I spent the next decade or so meandering about, knowing that I needed to start transitioning, but never having the courage to do so. My last opportunity to transition came nearly 30 years ago. I was still young, and a roommate moved out of my apartment, and I thought to myself, "Okay now I can transition". But as quickly as the door opened, it slammed shut. I fell in love, and married less than 6 months later. We had 3 beautiful children, and now we have a handsome grandson and a beautiful granddaughter. Did my gender issues disappear? Of course not! But I went back to college to be a teacher and immersed myself in my work and my family.
My life was altered in the blink of an eye 3 years ago. I was diagnosed with a golf ball sized tumor in my brain. Very soon after, I had surgery to remove it, and POOF, my teaching career was over. I went from a 3X nominated Teacher of the Year to a nobody in about 12 hours. I spiraled down into a deep depression. I had (have) seizures, rendering me unable to drive. Although I was granted disability, we weren't able to make ends meet, especially with mounting debts. So there I sat. A prisoner in my own home, saddled by mounting debt, and a woman hopelessly trapped inside, with no foreseeable remedy for both of us in the near future.

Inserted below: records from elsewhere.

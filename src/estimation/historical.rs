//! Per-bucket running means of wait time and queue length.
//!
//! Buckets never store raw history: each accepted check-in folds into the
//! bucket with the incremental mean `old * n/(n+1) + new * 1/(n+1)`.

use crate::domain::{BestTime, SlotUpdate, TimeSlot};

/// Buckets with fewer samples are stored but carry no weight.
pub const MIN_RELIABLE_SAMPLES: u32 = 3;
/// Sample count at which a bucket reaches full reliability.
pub const FULL_RELIABILITY_SAMPLES: f64 = 20.0;
/// Buckets need this many samples to be suggested as a good time to visit.
pub const MIN_BEST_TIME_SAMPLES: u32 = 2;
pub const BEST_TIMES_LIMIT: usize = 5;

#[derive(Debug, Clone, Copy, PartialEq)]
pub struct HistoricalSignal {
    pub average_wait: f64,
    pub average_queue: f64,
    pub weight: f64,
}

impl HistoricalSignal {
    pub const EMPTY: Self = Self {
        average_wait: 0.0,
        average_queue: 0.0,
        weight: 0.0,
    };

    pub fn from_slot(slot: Option<&TimeSlot>) -> Self {
        match slot {
            Some(slot) if slot.sample_count >= MIN_RELIABLE_SAMPLES => Self {
                average_wait: slot.average_wait_time,
                average_queue: slot.average_people_count,
                weight: reliability(slot.sample_count),
            },
            _ => Self::EMPTY,
        }
    }
}

pub fn reliability(sample_count: u32) -> f64 {
    if sample_count < MIN_RELIABLE_SAMPLES {
        return 0.0;
    }
    (f64::from(sample_count) / FULL_RELIABILITY_SAMPLES).min(1.0)
}

/// One accepted check-in as seen by its bucket.
#[derive(Debug, Clone, Copy, PartialEq)]
pub struct SlotObservation {
    pub wait_time: f64,
    pub people_count: f64,
}

impl SlotObservation {
    pub fn from_checkin(people_ahead: u32, service_time_minutes: f64) -> Self {
        let people_count = f64::from(people_ahead);
        Self {
            wait_time: people_count * service_time_minutes,
            people_count,
        }
    }
}

pub fn fold(previous: Option<&TimeSlot>, observation: SlotObservation) -> SlotUpdate {
    let Some(previous) = previous.filter(|slot| slot.sample_count > 0) else {
        return SlotUpdate {
            average_wait_time: observation.wait_time,
            average_people_count: observation.people_count,
            sample_count: 1,
        };
    };

    let sample_count = previous.sample_count.saturating_add(1);
    let old_weight = f64::from(previous.sample_count) / f64::from(sample_count);
    let new_weight = 1.0 / f64::from(sample_count);

    SlotUpdate {
        average_wait_time: previous.average_wait_time * old_weight
            + observation.wait_time * new_weight,
        average_people_count: previous.average_people_count * old_weight
            + observation.people_count * new_weight,
        sample_count,
    }
}

/// Quietest buckets with enough samples, lowest average wait first.
pub fn best_times(slots: &[TimeSlot]) -> Vec<BestTime> {
    let mut candidates: Vec<&TimeSlot> = slots
        .iter()
        .filter(|slot| slot.sample_count >= MIN_BEST_TIME_SAMPLES)
        .collect();
    candidates.sort_by(|a, b| a.average_wait_time.total_cmp(&b.average_wait_time));

    candidates
        .into_iter()
        .take(BEST_TIMES_LIMIT)
        .map(|slot| BestTime {
            hour: slot.hour,
            day_of_week: slot.day_of_week,
            estimated_wait: round_minutes(slot.average_wait_time),
        })
        .collect()
}

pub(crate) fn round_minutes(value: f64) -> u32 {
    if value.is_finite() && value > 0.0 {
        value.round() as u32
    } else {
        0
    }
}

#[cfg(test)]
mod tests {
    use super::*;
    use time::macros::datetime;
    use uuid::Uuid;

    fn slot(day_of_week: u8, hour: u8, update: SlotUpdate) -> TimeSlot {
        TimeSlot {
            id: Uuid::new_v4(),
            location_id: Uuid::nil(),
            day_of_week,
            hour,
            average_wait_time: update.average_wait_time,
            average_people_count: update.average_people_count,
            sample_count: update.sample_count,
            updated_at: datetime!(2026-01-11 12:00 UTC),
        }
    }

    fn with_samples(sample_count: u32, average_wait_time: f64) -> TimeSlot {
        slot(
            1,
            9,
            SlotUpdate {
                average_wait_time,
                average_people_count: average_wait_time / 5.0,
                sample_count,
            },
        )
    }

    #[test]
    fn first_observation_creates_single_sample() {
        let update = fold(None, SlotObservation::from_checkin(4, 5.0));

        assert_eq!(update.sample_count, 1);
        assert_eq!(update.average_wait_time, 20.0);
        assert_eq!(update.average_people_count, 4.0);
    }

    #[test]
    fn incremental_mean_matches_batch_mean() {
        let people = [3_u32, 8, 0, 12, 5, 5, 21, 1, 9];
        let service_time = 6.0;
        let mut current: Option<TimeSlot> = None;

        for p in people {
            let update = fold(
                current.as_ref(),
                SlotObservation::from_checkin(p, service_time),
            );
            current = Some(slot(2, 14, update));
        }

        let current = current.expect("bucket created");
        let count = people.len() as f64;
        let batch_people = people.iter().map(|p| f64::from(*p)).sum::<f64>() / count;
        let batch_wait = people
            .iter()
            .map(|p| f64::from(*p) * service_time)
            .sum::<f64>()
            / count;

        assert_eq!(current.sample_count, people.len() as u32);
        assert!((current.average_people_count - batch_people).abs() < 1e-9);
        assert!((current.average_wait_time - batch_wait).abs() < 1e-9);
    }

    #[test]
    fn sparse_buckets_carry_no_weight() {
        assert_eq!(
            HistoricalSignal::from_slot(Some(&with_samples(2, 30.0))),
            HistoricalSignal::EMPTY
        );
        assert_eq!(HistoricalSignal::from_slot(None), HistoricalSignal::EMPTY);
    }

    #[test]
    fn reliability_saturates_at_twenty_samples() {
        assert_eq!(reliability(0), 0.0);
        assert_eq!(reliability(3), 0.15);
        assert_eq!(reliability(10), 0.5);
        assert_eq!(reliability(20), 1.0);
        assert_eq!(reliability(55), 1.0);
    }

    #[test]
    fn best_times_skip_single_samples_and_sort_by_wait() {
        let slots = vec![
            slot(1, 9, SlotUpdate { average_wait_time: 30.4, average_people_count: 6.0, sample_count: 4 }),
            slot(1, 10, SlotUpdate { average_wait_time: 2.0, average_people_count: 0.4, sample_count: 1 }),
            slot(2, 8, SlotUpdate { average_wait_time: 11.6, average_people_count: 2.0, sample_count: 2 }),
            slot(3, 16, SlotUpdate { average_wait_time: 5.0, average_people_count: 1.0, sample_count: 7 }),
        ];

        let best = best_times(&slots);

        assert_eq!(
            best,
            vec![
                BestTime { hour: 16, day_of_week: 3, estimated_wait: 5 },
                BestTime { hour: 8, day_of_week: 2, estimated_wait: 12 },
                BestTime { hour: 9, day_of_week: 1, estimated_wait: 30 },
            ]
        );
    }

    #[test]
    fn best_times_keep_at_most_five() {
        let slots: Vec<TimeSlot> = (0..8)
            .map(|hour| {
                slot(
                    4,
                    hour,
                    SlotUpdate {
                        average_wait_time: f64::from(20 - hour),
                        average_people_count: 1.0,
                        sample_count: 3,
                    },
                )
            })
            .collect();

        let best = best_times(&slots);

        assert_eq!(best.len(), 5);
        assert_eq!(best[0].hour, 7);
        assert_eq!(best[4].hour, 3);
    }
}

With all hope lost, I began a series of three suicide attempts. I nearly got the 3rd one right, taking a HUGE cocktail of my meds. I suffered from organ failure, and was placed on the vent. When my wife asked the doc how I was doing, he replied that she better start calling in the family. But God had other plans, and after 2 days of touch and go, I was awake and alert.
After I left the hospital, I underwent intensive outpatient therapy. I grew an incredible rapport with my therapist. As time went on and I trusted her more and more, I became toying with her about telling her-coming out to her. I finally resolved to tell her this month, but kept chickening out each session. Finally, I started psyching myself up last week. "Okay, Whitney, you're going to tell her this time."
When Tuesday came, we took half the time talking BS (Hows your relationship with your family? Are you still suicidal? blah, blah, blah, etc. etc.). Then I looked at her and said that I had something to tell her. I closed my eyes and took a deep breath. "_________, I am transgender and my name is Whitney Alysse Young", fearing the worst because after all, I live in Mississippi. But when I opened them I saw a loving smile on her face. Then she hugged me and said, "It's finally nice to meet you Whitney."
And oh my God what a tremendous weight was lifted off my back. I was incredibly overjoyed in that moment. For the 1st time in my life, someone called me Whitney! I came out! Now I have come out to all of you. I don't know if I will ever tell anyone again, but I do know that it will be easier if I ever decide to share. I probably won't transition either. I love my family and cannot bare to put them through such a trial. But I'm comfortable knowing that Whitney and ________ can peacefully coexist. Thank you for allowing me to share and Merry Christmas!